Figure 5.

Immunoprecipitation experiments to assess the interactions of Gno1p-HA with specific components of different pre-ribosomal particles. (A) Interactions of Gno1p-HA with various pre-rRNAs. Gno1p-HA was precipitated from yeast extracts using anti-HA antibodies. Total RNAs were extracted from the pellets obtained following immunoprecipitation (lanes IP) or from 1/15th of the total input extracts used for precipitation (lanes Tot.), separated on a 1.2% agarose gel in denaturing conditions, transferred to a nylon membrane and detected using various specific oligonucleotide probes.

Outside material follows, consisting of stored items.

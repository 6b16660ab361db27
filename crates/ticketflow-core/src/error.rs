use std::path::PathBuf;
use std::time::Duration;
use thiserror::Error;

/// Errors surfaced by the persistence layer.
///
/// Read-side failures are usually swallowed by the stores (a broken store
/// degrades to an empty one); write-side failures propagate to the caller.
#[derive(Debug, Error)]
pub enum StoreError {
    #[error("storage I/O failed at {path}: {source}")]
    Io {
        path: PathBuf,
        #[source]
        source: std::io::Error,
    },

    #[error("store lock timed out after {waited:?} at {path}")]
    LockTimeout { path: PathBuf, waited: Duration },

    #[error("failed to serialize stored value: {0}")]
    Serialize(#[from] serde_json::Error),
}

impl StoreError {
    pub(crate) fn io(path: impl Into<PathBuf>, source: std::io::Error) -> Self {
        Self::Io {
            path: path.into(),
            source,
        }
    }
}

/// Errors from the mock authentication flow.
#[derive(Debug, Error)]
pub enum AuthError {
    /// Deliberately generic: the message never reveals which credential was
    /// wrong.
    #[error("Invalid credentials. Try demo@test.com / password123")]
    InvalidCredentials,

    #[error(transparent)]
    Store(#[from] StoreError),
}
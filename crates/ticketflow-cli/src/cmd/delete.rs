//! `tf delete` — remove a ticket after confirmation.

use crate::auth::require_session;
use crate::cmd::confirm;
use crate::output::{
    CONFIRM_DELETE, CliError, MSG_TICKET_DELETED, OutputMode, render_error, render_success,
};
use clap::Args;
use ticketflow_core::store::{FileBackend, SessionStore, TicketStore};

#[derive(Args, Debug)]
pub struct DeleteArgs {
    /// Ticket id.
    pub id: u64,

    /// Skip the confirmation prompt.
    #[arg(long)]
    pub yes: bool,
}

pub fn run_delete(
    args: &DeleteArgs,
    output: OutputMode,
    backend: &FileBackend,
) -> anyhow::Result<()> {
    let session = SessionStore::new(backend.clone());
    require_session(&session, output)?;

    let store = TicketStore::new(backend.clone());
    if !store.load().iter().any(|t| t.id == args.id) {
        render_error(
            output,
            &CliError::with_details(
                format!("Ticket {} not found", args.id),
                "Run: tf list",
                "not_found",
            ),
        )?;
        anyhow::bail!("Ticket {} not found", args.id);
    }

    if !args.yes && !confirm(CONFIRM_DELETE)? {
        return Ok(());
    }

    store.delete(args.id)?;
    render_success(output, MSG_TICKET_DELETED)
}

#[cfg(test)]
mod tests {
    use super::DeleteArgs;
    use clap::Parser;

    #[test]
    fn delete_args_parse() {
        #[derive(Parser)]
        struct Wrapper {
            #[command(flatten)]
            args: DeleteArgs,
        }
        let w = Wrapper::parse_from(["test", "3", "--yes"]);
        assert_eq!(w.args.id, 3);
        assert!(w.args.yes);
    }
}
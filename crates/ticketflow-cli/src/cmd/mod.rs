//! Command handlers for the `tf` CLI.

pub mod create;
pub mod delete;
pub mod list;
pub mod login;
pub mod logout;
pub mod signup;
pub mod stats;
pub mod ui;
pub mod update;

use std::io::{BufRead, Write};

/// Ask a yes/no question on stdout and read one line from stdin.
///
/// Anything other than an explicit yes declines.
pub fn confirm(prompt: &str) -> anyhow::Result<bool> {
    let mut out = std::io::stdout();
    write!(out, "{prompt} [y/N] ")?;
    out.flush()?;

    let mut line = String::new();
    std::io::stdin().lock().read_line(&mut line)?;
    Ok(matches!(line.trim(), "y" | "Y" | "yes" | "Yes"))
}
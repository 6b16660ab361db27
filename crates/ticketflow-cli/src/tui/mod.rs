//! Full-screen terminal UI for `tf ui`.
//!
//! Screens own their state and expose `handle_key`/`render`; [`app::App`]
//! routes between them and applies their actions to the stores. Everything
//! below the terminal setup is backend-generic, so the whole UI can be
//! driven headlessly in tests against an in-memory store.

pub mod app;
pub mod confirm;
pub mod dashboard;
pub mod form;
pub mod landing;
pub mod login;
pub mod signup;
pub mod tickets;
pub mod toast;

use anyhow::{Context, Result};
use app::App;
use crossterm::{
    event::{self, Event},
    execute,
    terminal::{EnterAlternateScreen, LeaveAlternateScreen, disable_raw_mode, enable_raw_mode},
};
use ratatui::{Terminal, backend::CrosstermBackend};
use std::io::{self, Stdout};
use std::time::Duration;
use ticketflow_core::config::UserConfig;
use ticketflow_core::store::FileBackend;

fn init_terminal() -> Result<Terminal<CrosstermBackend<Stdout>>> {
    enable_raw_mode().context("Failed to enable raw mode")?;
    let mut stdout = io::stdout();
    execute!(stdout, EnterAlternateScreen).context("Failed to enter alternate screen")?;
    let backend = CrosstermBackend::new(stdout);
    let terminal = Terminal::new(backend).context("Failed to create terminal")?;
    Ok(terminal)
}

fn restore_terminal(terminal: &mut Terminal<CrosstermBackend<Stdout>>) -> Result<()> {
    disable_raw_mode().context("Failed to disable raw mode")?;
    execute!(terminal.backend_mut(), LeaveAlternateScreen)
        .context("Failed to leave alternate screen")?;
    terminal.show_cursor().context("Failed to show cursor")?;
    Ok(())
}

/// Run the UI until the user quits.
pub fn run(config: &UserConfig, backend: FileBackend) -> Result<()> {
    let mut terminal = init_terminal()?;
    let mut app = App::new(backend, &config.ui);

    let result = run_loop(&mut terminal, &mut app);

    // Restore the terminal even when the loop failed.
    restore_terminal(&mut terminal)?;
    result
}

fn run_loop(
    terminal: &mut Terminal<CrosstermBackend<Stdout>>,
    app: &mut App<FileBackend>,
) -> Result<()> {
    loop {
        terminal.draw(|frame| app.render(frame))?;

        // Short poll keeps toasts and the signup delay responsive.
        if event::poll(Duration::from_millis(100))? {
            match event::read()? {
                Event::Key(key) => app.handle_key(key)?,
                Event::Resize(_, _) => {}
                _ => {}
            }
        }

        app.tick()?;

        if app.should_quit {
            break;
        }
    }
    Ok(())
}
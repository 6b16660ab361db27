//! `tf stats` — ticket counts by status.

use crate::auth::require_session;
use crate::output::{OutputMode, render};
use clap::Args;
use std::io::Write;
use ticketflow_core::stats::TicketStats;
use ticketflow_core::store::{FileBackend, SessionStore, TicketStore};

#[derive(Args, Debug)]
pub struct StatsArgs {}

fn render_human(stats: &TicketStats, w: &mut dyn Write) -> std::io::Result<()> {
    writeln!(w, "{:<12} {}", "total:", stats.total)?;
    writeln!(w, "{:<12} {}", "open:", stats.open)?;
    writeln!(w, "{:<12} {}", "in progress:", stats.in_progress)?;
    writeln!(w, "{:<12} {}", "closed:", stats.closed)
}

pub fn run_stats(
    _args: &StatsArgs,
    output: OutputMode,
    backend: &FileBackend,
) -> anyhow::Result<()> {
    let session = SessionStore::new(backend.clone());
    require_session(&session, output)?;

    let tickets = TicketStore::new(backend.clone()).load();
    let stats = TicketStats::count(&tickets);
    render(output, &stats, |stats, w| render_human(stats, w))
}
use crate::model::{Status, Ticket};
use serde::Serialize;

/// Dashboard counts, recomputed from the full list on every render.
///
/// `total` counts every ticket; the three buckets count only their own
/// status. A ticket whose stored status fell outside the enum is in `total`
/// but in no bucket, so the buckets may sum to less than `total`.
#[derive(Debug, Clone, Copy, Default, PartialEq, Eq, Serialize)]
pub struct TicketStats {
    pub total: usize,
    pub open: usize,
    pub in_progress: usize,
    pub closed: usize,
}

impl TicketStats {
    pub fn count(tickets: &[Ticket]) -> Self {
        let mut stats = Self {
            total: tickets.len(),
            ..Self::default()
        };
        for ticket in tickets {
            match ticket.status {
                Status::Open => stats.open += 1,
                Status::InProgress => stats.in_progress += 1,
                Status::Closed => stats.closed += 1,
                Status::Unknown => {}
            }
        }
        stats
    }
}
use anyhow::{Context, Result};
use serde::{Deserialize, Serialize};
use std::path::{Path, PathBuf};

/// User-level configuration, read from `<config_dir>/ticketflow/config.toml`.
///
/// Every field has a default; a missing file is not an error, a malformed
/// one is.
#[derive(Debug, Clone, Serialize, Deserialize, Default)]
pub struct UserConfig {
    /// Where ticket and session files live. Defaults to the platform data
    /// directory.
    #[serde(default)]
    pub data_dir: Option<PathBuf>,
    #[serde(default)]
    pub ui: UiConfig,
}

#[derive(Debug, Clone, Serialize, Deserialize)]
pub struct UiConfig {
    /// How long toasts stay on screen, in milliseconds.
    #[serde(default = "default_toast_ms")]
    pub toast_ms: u64,
    /// Pause between the signup success toast and the dashboard transition.
    #[serde(default = "default_signup_delay_ms")]
    pub signup_delay_ms: u64,
}

impl Default for UiConfig {
    fn default() -> Self {
        Self {
            toast_ms: default_toast_ms(),
            signup_delay_ms: default_signup_delay_ms(),
        }
    }
}

const fn default_toast_ms() -> u64 {
    3000
}

const fn default_signup_delay_ms() -> u64 {
    1500
}

pub fn load_user_config() -> Result<UserConfig> {
    let Some(config_dir) = dirs::config_dir() else {
        return Ok(UserConfig::default());
    };
    load_user_config_from(&config_dir.join("ticketflow/config.toml"))
}

fn load_user_config_from(path: &Path) -> Result<UserConfig> {
    if !path.exists() {
        return Ok(UserConfig::default());
    }

    let content = std::fs::read_to_string(path)
        .with_context(|| format!("Failed to read {}", path.display()))?;

    toml::from_str::<UserConfig>(&content)
        .with_context(|| format!("Failed to parse {}", path.display()))
}

impl UserConfig {
    /// The directory the file backend stores its keys under: the configured
    /// override, or `<data_dir>/ticketflow`, or `.ticketflow` in the current
    /// directory when the platform has no data dir.
    pub fn resolve_data_dir(&self) -> PathBuf {
        if let Some(dir) = &self.data_dir {
            return dir.clone();
        }
        dirs::data_dir().map_or_else(
            || PathBuf::from(".ticketflow"),
            |base| base.join("ticketflow"),
        )
    }
}
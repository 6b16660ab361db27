//! Persisted data model.

pub mod ticket;

pub use ticket::{ParseEnumError, Priority, Status, Ticket, TicketDraft};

The efficiency of precipitation (expressed as percentage of input) of a given pre-rRNA was determined using phosphorimager quantification and is indicated to the right of each panel. (B) Interactions of Gno1p-HA with protein components of various pre-ribosomal particles. Immunoprecipitation experiments have been carried out using IgG sepharose and extracts from cells expressing Gno1p-HA and, when indicated, a TAP- or ZZ-tagged component of a subset of pre-ribosomal particles. Proteins have been extracted from the pellets obtained following immunoprecipitation (lanes IP) or from 1/320th of the total input extracts used for precipitation (lanes Tot.) and analyzed by western as described in the legend of Figure 1A.